Bab Tiga Puluh Dua: Teori Selimut Kapas

Gelombang Dahsyat di Lautan Kewenangan Angin Musim Semi Melaju Ribuan Li 2551kata 2026-02-09 02:03:41

Setiap industri, jika ingin berkembang, mengejar keuntungan jangka pendek mungkin bisa membawa hasil yang melimpah. Namun, bila keuntungan jangka pendek itu diperoleh dengan menempatkan seluruh perusahaan dalam risiko tinggi, maka harus berhati-hati, kecuali... memang sangat menguntungkan!
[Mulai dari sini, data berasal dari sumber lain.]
//! Repository implementations for every store trait.

pub mod delivery_log;
pub mod mirror;
pub mod notification_job;
pub mod outbox;
pub mod preference;
pub mod schedule;
pub mod subscription;
pub mod user;

pub use delivery_log::DeliveryLogRepository;
pub use mirror::MirrorRepository;
pub use notification_job::NotificationJobRepository;
pub use outbox::OutboxRepository;
pub use preference::PreferenceRepository;
pub use schedule::ScheduleRepository;
pub use subscription::SubscriptionRepository;
pub use user::UserRepository;
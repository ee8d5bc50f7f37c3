//! CLI command definitions and dispatch.

pub mod migrate;
pub mod plan;
pub mod run;
pub mod status;

use std::sync::Arc;

use clap::{Parser, Subcommand};

use coachsync_core::config::AppConfig;
use coachsync_core::error::AppError;
use coachsync_database::DatabasePool;
use coachsync_database::repositories::{
    DeliveryLogRepository, MirrorRepository, NotificationJobRepository, OutboxRepository,
    PreferenceRepository, ScheduleRepository, SubscriptionRepository, UserRepository,
};
use coachsync_worker::transport::{AirtableClient, PushGatewayClient};
use coachsync_worker::{NotificationPlanner, NotificationWorker, OutboxDispatcher, UpstreamMirror};

use crate::output::OutputFormat;

/// CoachSync background delivery engine
#[derive(Debug, Parser)]
#[command(name = "coachsync", version, about, long_about = None)]
pub struct Cli {
    /// Directory holding `default.toml` and the per-environment overlay
    #[arg(short, long = "config", default_value = "config")]
    pub config_dir: String,

    /// Output format
    #[arg(short, long, value_enum, default_value = "text")]
    pub format: OutputFormat,

    /// Subcommand to execute
    #[command(subcommand)]
    pub command: Commands,
}

/// Top-level commands
#[derive(Debug, Subcommand)]
pub enum Commands {
    /// Run the worker loop until SIGINT/SIGTERM
    Run,
    /// Apply pending database migrations
    Migrate,
    /// Reconcile reminder jobs once, for one user or every eligible user
    Plan(plan::PlanArgs),
    /// Show queue depth per status
    Status,
}

impl Cli {
    /// Execute the CLI command
    pub async fn execute(&self, config: AppConfig) -> Result<(), AppError> {
        match &self.command {
            Commands::Run => run::execute(config).await,
            Commands::Migrate => migrate::execute(&config).await,
            Commands::Plan(args) => plan::execute(args, &config, self.format).await,
            Commands::Status => status::execute(&config, self.format).await,
        }
    }
}

/// Every repository the engine uses, sharing one pool.
#[derive(Debug, Clone)]
pub struct Repositories {
    pub jobs: Arc<NotificationJobRepository>,
    pub outbox: Arc<OutboxRepository>,
    pub preferences: Arc<PreferenceRepository>,
    pub subscriptions: Arc<SubscriptionRepository>,
    pub delivery_logs: Arc<DeliveryLogRepository>,
    pub schedules: Arc<ScheduleRepository>,
    pub users: Arc<UserRepository>,
    pub mirror: Arc<MirrorRepository>,
}

impl Repositories {
    /// Build all repositories over `db`.
    pub fn new(db: &DatabasePool, config: &AppConfig) -> Self {
        let pool = db.pool().clone();

        Self {
            jobs: Arc::new(NotificationJobRepository::new(pool.clone())),
            outbox: Arc::new(OutboxRepository::new(pool.clone())),
            preferences: Arc::new(PreferenceRepository::new(
                pool.clone(),
                config.notifications.default_timezone,
            )),
            subscriptions: Arc::new(SubscriptionRepository::new(pool.clone())),
            delivery_logs: Arc::new(DeliveryLogRepository::new(pool.clone())),
            schedules: Arc::new(ScheduleRepository::new(pool.clone())),
            users: Arc::new(UserRepository::new(pool.clone())),
            mirror: Arc::new(MirrorRepository::new(pool)),
        }
    }
}

/// Helper: open the database pool, applying migrations when configured.
pub async fn connect(config: &AppConfig) -> Result<DatabasePool, AppError> {
    let db = DatabasePool::connect(&config.database).await?;
    if config.worker.run_migrations {
        coachsync_database::migration::run_migrations(db.pool()).await?;
    }
    Ok(db)
}

/// Helper: the reminder planner over the given repositories.
pub fn build_planner(repos: &Repositories, config: &AppConfig) -> NotificationPlanner {
    NotificationPlanner::new(
        repos.preferences.clone(),
        repos.jobs.clone(),
        repos.schedules.clone(),
        repos.users.clone(),
        &config.notifications,
    )
}

/// Helper: the push delivery worker over the given repositories.
pub fn build_worker(
    repos: &Repositories,
    config: &AppConfig,
) -> Result<NotificationWorker, AppError> {
    let transport = Arc::new(PushGatewayClient::new(&config.push)?);
    Ok(NotificationWorker::new(
        repos.jobs.clone(),
        repos.subscriptions.clone(),
        repos.preferences.clone(),
        repos.delivery_logs.clone(),
        transport,
        &config.notifications,
        config.worker.delivery_concurrency,
    ))
}

/// Helper: the outbox dispatcher and upstream mirror sharing one client.
pub fn build_upstream(
    repos: &Repositories,
    config: &AppConfig,
) -> Result<(OutboxDispatcher, UpstreamMirror), AppError> {
    let upstream = Arc::new(AirtableClient::new(&config.upstream)?);
    let dispatcher = OutboxDispatcher::new(repos.outbox.clone(), upstream.clone(), &config.outbox);
    let mirror = UpstreamMirror::new(upstream, repos.mirror.clone(), &config.upstream);
    Ok((dispatcher, mirror))
}
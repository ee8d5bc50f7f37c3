//! Dead-letter snapshot of an outbox entry.

use chrono::{DateTime, Utc};
use serde::{Deserialize, Serialize};
use sqlx::FromRow;

/// Immutable copy of an outbox entry taken when it was dead-lettered.
#[derive(Debug, Clone, Serialize, Deserialize, FromRow)]
pub struct DeadLetterEntry {
    /// Snapshot identifier.
    pub id: i64,
    /// The outbox entry this snapshot belongs to (unique).
    pub outbox_id: i64,
    /// Event type.
    pub event_type: String,
    /// Upstream table name.
    pub entity_type: String,
    /// Local identifier of the mutated entity.
    pub entity_id: String,
    /// Payload at the time of failure.
    pub payload: serde_json::Value,
    /// Final error.
    pub error_message: String,
    /// When the snapshot was written.
    pub inserted_at: DateTime<Utc>,
}
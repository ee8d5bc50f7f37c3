//! Localized push payloads.
//!
//! Every payload carries `title`, `body`, `targetUrl` and `mode`, plus the
//! ids of whatever the reminder is about so the client can deep-link.

use chrono::NaiveDate;
use serde_json::{Value, json};

use coachsync_entity::notification::NotificationMode;
use coachsync_entity::schedule::{SchedulableSession, ScheduledPersonalGoal};

/// Supported reminder languages.
#[derive(Debug, Clone, Copy, PartialEq, Eq, Default)]
pub enum Locale {
    /// Dutch, the primary locale.
    #[default]
    Nl,
    /// French.
    Fr,
    /// English.
    En,
}

impl Locale {
    /// Coarse detection from a stored language code (`"fr-BE"`, `"EN"`, ...).
    pub fn detect(code: Option<&str>) -> Self {
        let code = code.map(|c| c.trim().to_ascii_lowercase()).unwrap_or_default();
        if code.starts_with("fr") {
            Self::Fr
        } else if code.starts_with("en") {
            Self::En
        } else {
            Self::Nl
        }
    }

    /// Two-letter code.
    pub fn as_str(&self) -> &'static str {
        match self {
            Self::Nl => "nl",
            Self::Fr => "fr",
            Self::En => "en",
        }
    }

    fn format_date(&self, date: NaiveDate) -> String {
        match self {
            Self::Nl | Self::Fr => date.format("%d/%m/%Y").to_string(),
            Self::En => date.format("%Y-%m-%d").to_string(),
        }
    }
}

/// Builds payloads for one user.
#[derive(Debug, Clone)]
pub struct PayloadBuilder<'a> {
    locale: Locale,
    app_base_url: &'a str,
}

impl<'a> PayloadBuilder<'a> {
    /// Create a builder for `locale`, linking under `app_base_url`.
    pub fn new(locale: Locale, app_base_url: &'a str) -> Self {
        Self {
            locale,
            app_base_url,
        }
    }

    /// Reminder for a single session.
    pub fn session(&self, session: &SchedulableSession) -> Value {
        let date = self.locale.format_date(session.session_date);
        let (title, body) = match self.locale {
            Locale::Nl => (
                "Trainingsherinnering".to_string(),
                format!("Je hebt een sessie gepland op {date}."),
            ),
            Locale::Fr => (
                "Rappel d'entraînement".to_string(),
                format!("Tu as une séance prévue le {date}."),
            ),
            Locale::En => (
                "Training reminder".to_string(),
                format!("You have a session planned on {date}."),
            ),
        };

        json!({
            "title": title,
            "body": body,
            "targetUrl": self.url(&format!(
                "programs/{}?session={}",
                session.program_id, session.schedule_id
            )),
            "mode": NotificationMode::Session.as_str(),
            "programId": session.program_id,
            "programScheduleId": session.schedule_id,
            "reminderDate": session.session_date,
        })
    }

    /// Summary of every remaining session on `date`.
    pub fn daily_summary(&self, date: NaiveDate, count: usize) -> Value {
        let shown = self.locale.format_date(date);
        let (title, body) = match (self.locale, count) {
            (Locale::Nl, 1) => (
                "Je training van de dag".to_string(),
                format!("Je hebt 1 sessie gepland op {shown}."),
            ),
            (Locale::Nl, n) => (
                "Je training van de dag".to_string(),
                format!("Je hebt {n} sessies gepland op {shown}."),
            ),
            (Locale::Fr, 1) => (
                "Ton programme du jour".to_string(),
                format!("Tu as 1 séance prévue le {shown}."),
            ),
            (Locale::Fr, n) => (
                "Ton programme du jour".to_string(),
                format!("Tu as {n} séances prévues le {shown}."),
            ),
            (Locale::En, 1) => (
                "Your training today".to_string(),
                format!("You have 1 session planned on {shown}."),
            ),
            (Locale::En, n) => (
                "Your training today".to_string(),
                format!("You have {n} sessions planned on {shown}."),
            ),
        };

        json!({
            "title": title,
            "body": body,
            "targetUrl": self.url(&format!("agenda?date={date}")),
            "mode": NotificationMode::DailySummary.as_str(),
            "reminderDate": date,
            "sessionCount": count,
        })
    }

    /// Reminder for one occurrence of a recurring personal goal.
    pub fn personal_goal(&self, goal: &ScheduledPersonalGoal, date: NaiveDate) -> Value {
        let (title, body) = match self.locale {
            Locale::Nl => (
                "Persoonlijk doel".to_string(),
                format!("Tijd voor je doel: {}", goal.name),
            ),
            Locale::Fr => (
                "Objectif personnel".to_string(),
                format!("C'est le moment pour ton objectif : {}", goal.name),
            ),
            Locale::En => (
                "Personal goal".to_string(),
                format!("Time for your goal: {}", goal.name),
            ),
        };

        json!({
            "title": title,
            "body": body,
            "targetUrl": self.url(&format!("goals/{}", goal.id)),
            "mode": NotificationMode::PersonalGoal.as_str(),
            "personalGoalId": goal.id,
            "reminderDate": date,
        })
    }

    fn url(&self, path: &str) -> String {
        format!("{}/{}", self.app_base_url.trim_end_matches('/'), path)
    }
}

#[cfg(test)]
mod tests {
    use super::*;
    use uuid::Uuid;

    #[test]
    fn test_locale_detection() {
        assert_eq!(Locale::detect(Some("fr-BE")), Locale::Fr);
        assert_eq!(Locale::detect(Some(" EN ")), Locale::En);
        assert_eq!(Locale::detect(Some("nl")), Locale::Nl);
        assert_eq!(Locale::detect(Some("de-DE")), Locale::Nl);
        assert_eq!(Locale::detect(None), Locale::Nl);
    }

    #[test]
    fn test_session_payload_links_and_ids() {
        let session = SchedulableSession {
            program_id: Uuid::new_v4(),
            schedule_id: Uuid::new_v4(),
            session_date: NaiveDate::from_ymd_opt(2026, 2, 20).unwrap(),
            planned_count: 1,
            completed_count: 0,
        };
        let payload = PayloadBuilder::new(Locale::En, "https://app.example.com/").session(&session);

        assert_eq!(payload["mode"], "session");
        assert_eq!(payload["body"], "You have a session planned on 2026-02-20.");
        assert_eq!(
            payload["targetUrl"],
            format!(
                "https://app.example.com/programs/{}?session={}",
                session.program_id, session.schedule_id
            )
        );
        assert_eq!(payload["programScheduleId"], session.schedule_id.to_string());
    }

    #[test]
    fn test_daily_summary_pluralizes() {
        let date = NaiveDate::from_ymd_opt(2026, 3, 4).unwrap();
        let builder = PayloadBuilder::new(Locale::Nl, "/");
        assert_eq!(
            builder.daily_summary(date, 1)["body"],
            "Je hebt 1 sessie gepland op 04/03/2026."
        );
        let many = builder.daily_summary(date, 3);
        assert_eq!(many["body"], "Je hebt 3 sessies gepland op 04/03/2026.");
        assert_eq!(many["targetUrl"], "/agenda?date=2026-03-04");
        assert_eq!(many["sessionCount"], 3);
    }
}
//! Push gateway client.
//!
//! Payload encryption and VAPID signing live in the gateway. This client
//! POSTs `{subscription, payload, ttl}` with a bearer key and maps the
//! status the gateway relays from the push service onto [`PushError`].

use std::time::Duration;

use async_trait::async_trait;
use serde::Serialize;

use coachsync_core::config::PushConfig;
use coachsync_core::error::{AppError, ErrorKind};
use coachsync_core::result::AppResult;
use coachsync_core::traits::{PushError, PushTarget, PushTransport};

#[derive(Debug, Serialize)]
struct SubscriptionKeys<'a> {
    p256dh: &'a str,
    auth: &'a str,
}

#[derive(Debug, Serialize)]
struct SubscriptionBody<'a> {
    endpoint: &'a str,
    keys: SubscriptionKeys<'a>,
}

#[derive(Debug, Serialize)]
struct SendRequest<'a> {
    subscription: SubscriptionBody<'a>,
    payload: &'a serde_json::Value,
    ttl: u64,
}

/// [`PushTransport`] over an HTTP push gateway.
#[derive(Debug, Clone)]
pub struct PushGatewayClient {
    client: reqwest::Client,
    gateway_url: Option<String>,
    api_key: Option<String>,
    ttl_seconds: u64,
}

impl PushGatewayClient {
    /// Build a client from configuration. Missing credentials yield an
    /// unconfigured client rather than an error.
    pub fn new(config: &PushConfig) -> AppResult<Self> {
        let client = reqwest::Client::builder()
            .timeout(Duration::from_secs(config.timeout_seconds))
            .build()
            .map_err(|e| {
                AppError::with_source(ErrorKind::Configuration, "Failed to build push HTTP client", e)
            })?;

        Ok(Self {
            client,
            gateway_url: config.gateway_url.clone(),
            api_key: config.api_key.clone(),
            ttl_seconds: config.ttl_seconds,
        })
    }
}

#[async_trait]
impl PushTransport for PushGatewayClient {
    fn is_configured(&self) -> bool {
        let present = |v: &Option<String>| v.as_deref().is_some_and(|s| !s.trim().is_empty());
        present(&self.gateway_url) && present(&self.api_key)
    }

    async fn send(&self, target: &PushTarget, payload: &serde_json::Value) -> Result<(), PushError> {
        let (Some(url), Some(api_key)) = (self.gateway_url.as_deref(), self.api_key.as_deref())
        else {
            return Err(PushError::from_status(Some(401), "push gateway not configured"));
        };

        let body = SendRequest {
            subscription: SubscriptionBody {
                endpoint: &target.endpoint,
                keys: SubscriptionKeys {
                    p256dh: &target.p256dh,
                    auth: &target.auth,
                },
            },
            payload,
            ttl: self.ttl_seconds,
        };

        let response = self
            .client
            .post(url)
            .bearer_auth(api_key)
            .json(&body)
            .send()
            .await
            .map_err(|e| PushError::from_status(None, format!("push request failed: {e}")))?;

        let status = response.status();
        if status.is_success() {
            return Ok(());
        }

        let detail = response.text().await.unwrap_or_default();
        let message = if detail.trim().is_empty() {
            format!("push gateway returned HTTP {}", status.as_u16())
        } else {
            format!("push gateway returned HTTP {}: {}", status.as_u16(), detail.trim())
        };
        Err(PushError::from_status(Some(status.as_u16()), message))
    }
}
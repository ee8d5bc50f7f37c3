//! Push transport abstraction.

use async_trait::async_trait;
use serde::{Deserialize, Serialize};

use crate::error::FailureKind;

/// Browser push subscription keys needed to address one device.
#[derive(Debug, Clone, PartialEq, Eq, Serialize, Deserialize)]
pub struct PushTarget {
    /// Push service endpoint URL.
    pub endpoint: String,
    /// Client public key (base64url).
    pub p256dh: String,
    /// Client auth secret (base64url).
    pub auth: String,
}

/// A failed push delivery.
#[derive(Debug, Clone, PartialEq, Eq, thiserror::Error)]
#[error("push delivery failed ({kind}, status {status_code:?}): {message}")]
pub struct PushError {
    /// Retry classification.
    pub kind: FailureKind,
    /// Status code reported by the push service, if the request got that far.
    pub status_code: Option<u16>,
    /// Human-readable detail.
    pub message: String,
}

impl PushError {
    /// Build an error classified from its status code.
    pub fn from_status(status_code: Option<u16>, message: impl Into<String>) -> Self {
        Self {
            kind: FailureKind::from_status(status_code),
            status_code,
            message: message.into(),
        }
    }

    /// Whether the push service reported the subscription as gone.
    pub fn is_subscription_gone(&self) -> bool {
        matches!(self.status_code, Some(404) | Some(410))
    }
}

/// Delivers a JSON payload to one push subscription.
#[async_trait]
pub trait PushTransport: Send + Sync + std::fmt::Debug {
    /// Whether credentials are configured. An unconfigured transport turns
    /// the whole notification pipeline into a no-op.
    fn is_configured(&self) -> bool;

    /// Send `payload` to `target`.
    async fn send(&self, target: &PushTarget, payload: &serde_json::Value) -> Result<(), PushError>;
}
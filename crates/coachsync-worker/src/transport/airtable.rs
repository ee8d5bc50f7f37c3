//! Airtable-style upstream record store client.
//!
//! Creates and updates are a single `PATCH` with `performUpsert` merging on
//! the configured local-id field, so replaying an event is harmless.
//! Deletes look the record up by that field and treat "already gone" as
//! success.

use std::time::Duration;

use async_trait::async_trait;
use chrono::{DateTime, SecondsFormat, Utc};
use reqwest::{Method, Url};
use serde::Deserialize;
use serde_json::{Value, json};

use coachsync_core::config::UpstreamConfig;
use coachsync_core::error::{AppError, ErrorKind};
use coachsync_core::result::AppResult;
use coachsync_core::traits::{UpstreamClient, UpstreamError, UpstreamEvent, UpstreamRecord};

#[derive(Debug, Deserialize)]
struct ListResponse {
    #[serde(default)]
    records: Vec<RawRecord>,
    #[serde(default)]
    offset: Option<String>,
}

#[derive(Debug, Deserialize)]
struct RawRecord {
    id: String,
    #[serde(default)]
    fields: Value,
}

/// [`UpstreamClient`] over the Airtable REST API.
#[derive(Debug, Clone)]
pub struct AirtableClient {
    client: reqwest::Client,
    base_url: String,
    base_id: Option<String>,
    api_token: Option<String>,
    merge_field: String,
}

impl AirtableClient {
    /// Build a client from configuration.
    pub fn new(config: &UpstreamConfig) -> AppResult<Self> {
        let client = reqwest::Client::builder()
            .timeout(Duration::from_secs(config.timeout_seconds))
            .build()
            .map_err(|e| {
                AppError::with_source(
                    ErrorKind::Configuration,
                    "Failed to build upstream HTTP client",
                    e,
                )
            })?;

        Ok(Self {
            client,
            base_url: config.base_url.trim_end_matches('/').to_string(),
            base_id: config.base_id.clone(),
            api_token: config.api_token.clone(),
            merge_field: config.merge_field.clone(),
        })
    }

    fn credentials(&self) -> Result<(&str, &str), UpstreamError> {
        match (self.base_id.as_deref(), self.api_token.as_deref()) {
            (Some(base), Some(token)) if !base.is_empty() && !token.is_empty() => Ok((base, token)),
            _ => Err(UpstreamError::permanent("upstream not configured")),
        }
    }

    fn table_url(&self, table: &str) -> Result<Url, UpstreamError> {
        let (base_id, _) = self.credentials()?;
        Url::parse(&format!("{}/{base_id}/{table}", self.base_url))
            .map_err(|e| UpstreamError::permanent(format!("invalid upstream URL: {e}")))
    }

    async fn request(
        &self,
        method: Method,
        url: Url,
        body: Option<&Value>,
    ) -> Result<Value, UpstreamError> {
        let (_, token) = self.credentials()?;
        let mut request = self.client.request(method, url).bearer_auth(token);
        if let Some(body) = body {
            request = request.json(body);
        }

        let response = request
            .send()
            .await
            .map_err(|e| UpstreamError::retryable(format!("upstream request failed: {e}")))?;

        let status = response.status();
        if !status.is_success() {
            let detail = response.text().await.unwrap_or_default();
            return Err(UpstreamError::from_status(
                Some(status.as_u16()),
                format!("upstream returned HTTP {}: {}", status.as_u16(), detail.trim()),
            ));
        }

        response
            .json::<Value>()
            .await
            .map_err(|e| UpstreamError::retryable(format!("invalid upstream response: {e}")))
    }

    async fn upsert(&self, event: &UpstreamEvent) -> Result<(), UpstreamError> {
        let mut fields = match &event.payload {
            Value::Object(map) => map.clone(),
            Value::Null => serde_json::Map::new(),
            other => {
                return Err(UpstreamError::permanent(format!(
                    "payload must be an object, got {other}"
                )));
            }
        };
        fields.insert(
            self.merge_field.clone(),
            Value::String(event.entity_id.clone()),
        );

        let body = json!({
            "performUpsert": { "fieldsToMergeOn": [self.merge_field] },
            "records": [{ "fields": fields }],
            "typecast": true,
        });

        self.request(Method::PATCH, self.table_url(&event.entity_type)?, Some(&body))
            .await
            .map(|_| ())
    }

    async fn delete(&self, event: &UpstreamEvent) -> Result<(), UpstreamError> {
        let formula = format!(
            "{{{}}}='{}'",
            self.merge_field,
            escape_formula(&event.entity_id)
        );
        let url = Url::parse_with_params(
            self.table_url(&event.entity_type)?.as_str(),
            &[("filterByFormula", formula.as_str())],
        )
        .map_err(|e| UpstreamError::permanent(format!("invalid upstream URL: {e}")))?;

        let found: ListResponse = serde_json::from_value(self.request(Method::GET, url, None).await?)
            .map_err(|e| UpstreamError::retryable(format!("invalid upstream response: {e}")))?;

        for record in found.records {
            let mut url = self.table_url(&event.entity_type)?;
            url.path_segments_mut()
                .map_err(|_| UpstreamError::permanent("invalid upstream URL"))?
                .push(&record.id);

            match self.request(Method::DELETE, url, None).await {
                Ok(_) => {}
                Err(e) if e.status_code == Some(404) => {}
                Err(e) => return Err(e),
            }
        }
        Ok(())
    }
}

#[async_trait]
impl UpstreamClient for AirtableClient {
    fn is_configured(&self) -> bool {
        self.credentials().is_ok()
    }

    async fn apply(&self, event: &UpstreamEvent) -> Result<(), UpstreamError> {
        match event.event_type.as_str() {
            "create" | "update" | "upsert" => self.upsert(event).await,
            "delete" => self.delete(event).await,
            other => Err(UpstreamError::permanent(format!(
                "unsupported event type '{other}'"
            ))),
        }
    }

    async fn list_records(
        &self,
        table: &str,
        modified_since: Option<DateTime<Utc>>,
    ) -> Result<Vec<UpstreamRecord>, UpstreamError> {
        let mut records = Vec::new();
        let mut offset: Option<String> = None;

        loop {
            let mut params: Vec<(&str, String)> = vec![("pageSize", "100".to_string())];
            if let Some(since) = modified_since {
                params.push(("filterByFormula", modified_since_formula(since)));
            }
            if let Some(offset) = &offset {
                params.push(("offset", offset.clone()));
            }

            let url = Url::parse_with_params(self.table_url(table)?.as_str(), &params)
                .map_err(|e| UpstreamError::permanent(format!("invalid upstream URL: {e}")))?;
            let page: ListResponse =
                serde_json::from_value(self.request(Method::GET, url, None).await?).map_err(
                    |e| UpstreamError::retryable(format!("invalid upstream response: {e}")),
                )?;

            records.extend(page.records.into_iter().map(|r| UpstreamRecord {
                id: r.id,
                fields: r.fields,
            }));

            match page.offset {
                Some(next) => offset = Some(next),
                None => break,
            }
        }

        tracing::debug!("Listed {} upstream records from '{}'", records.len(), table);
        Ok(records)
    }
}

fn escape_formula(value: &str) -> String {
    value.replace('\\', "\\\\").replace('\'', "\\'")
}

fn modified_since_formula(since: DateTime<Utc>) -> String {
    format!(
        "IS_AFTER(LAST_MODIFIED_TIME(), '{}')",
        since.to_rfc3339_opts(SecondsFormat::Secs, true)
    )
}

#[cfg(test)]
mod tests {
    use super::*;
    use chrono::TimeZone;

    fn configured() -> AirtableClient {
        AirtableClient::new(&UpstreamConfig {
            base_id: Some("appXYZ".to_string()),
            api_token: Some("pat123".to_string()),
            ..UpstreamConfig::default()
        })
        .unwrap()
    }

    #[test]
    fn test_configuration_detection() {
        assert!(!AirtableClient::new(&UpstreamConfig::default()).unwrap().is_configured());
        assert!(configured().is_configured());
    }

    #[test]
    fn test_table_url() {
        let url = configured().table_url("programs").unwrap();
        assert_eq!(url.as_str(), "https://api.airtable.com/v0/appXYZ/programs");
    }

    #[test]
    fn test_formula_helpers() {
        assert_eq!(escape_formula("it's"), "it\\'s");
        let since = Utc.with_ymd_and_hms(2026, 3, 1, 12, 0, 0).unwrap();
        assert_eq!(
            modified_since_formula(since),
            "IS_AFTER(LAST_MODIFIED_TIME(), '2026-03-01T12:00:00Z')"
        );
    }

    #[tokio::test]
    async fn test_unknown_event_type_is_permanent() {
        let event = UpstreamEvent {
            event_type: "archive".to_string(),
            entity_type: "programs".to_string(),
            entity_id: "p1".to_string(),
            payload: Value::Null,
        };
        let err = configured().apply(&event).await.unwrap_err();
        assert!(!err.kind.is_retryable());
    }

    #[tokio::test]
    async fn test_non_object_payload_is_permanent() {
        let event = UpstreamEvent {
            event_type: "update".to_string(),
            entity_type: "programs".to_string(),
            entity_id: "p1".to_string(),
            payload: json!([1, 2]),
        };
        let err = configured().apply(&event).await.unwrap_err();
        assert!(!err.kind.is_retryable());
    }
}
Setelah bertukar kontak dengan Xu Tao, Fang Wenda pun berpisah. Fang Wenda membutuhkan waktu untuk memikirkan bagaimana berinvestasi sesuai dengan rencana Xu Tao. Sementara itu, Xu Tao harus menyelesaikan urusannya di Desa Jincheng sebelum kembali ke Desa Nanwan.

"Xu, kau tahu siapa sebenarnya Direktur Fang yang tadi?"
"Setahu saya, dia adalah investor asing yang dulu membangun basis sayur di desa. Tapi saya tidak tahu kenapa, bagaimana bisa sampai harus mencari jalan hidup di depan kantor pemerintah desa..."

Xu Tao menjawab, dan Liu Hongjiang pun tertawa, lalu mulai bercerita tentang investasi itu: "Sebenarnya, semua ini mungkin harus berterima kasih pada Liao Tiancheng. Waktu pembangunan awal basis sayur, desa benar-benar membantu urusan administrasi. Terutama waktu berhasil mendapatkan kontrak pemasok untuk proyek keranjang sayur Kota Yun, banyak orang di kota yang mengincar kesempatan ini..."

"Tapi siapa sangka, Liao Tiancheng tahu soal ini. Pertama, staf yang memberi kontrak tanpa izin dipindahkan ke institusi desa lain. Lalu, Liao Tiancheng bilang pada Fang Wenda bahwa permintaan sayur di Kota Jiang cukup besar untuk menghidupi basis sayurnya."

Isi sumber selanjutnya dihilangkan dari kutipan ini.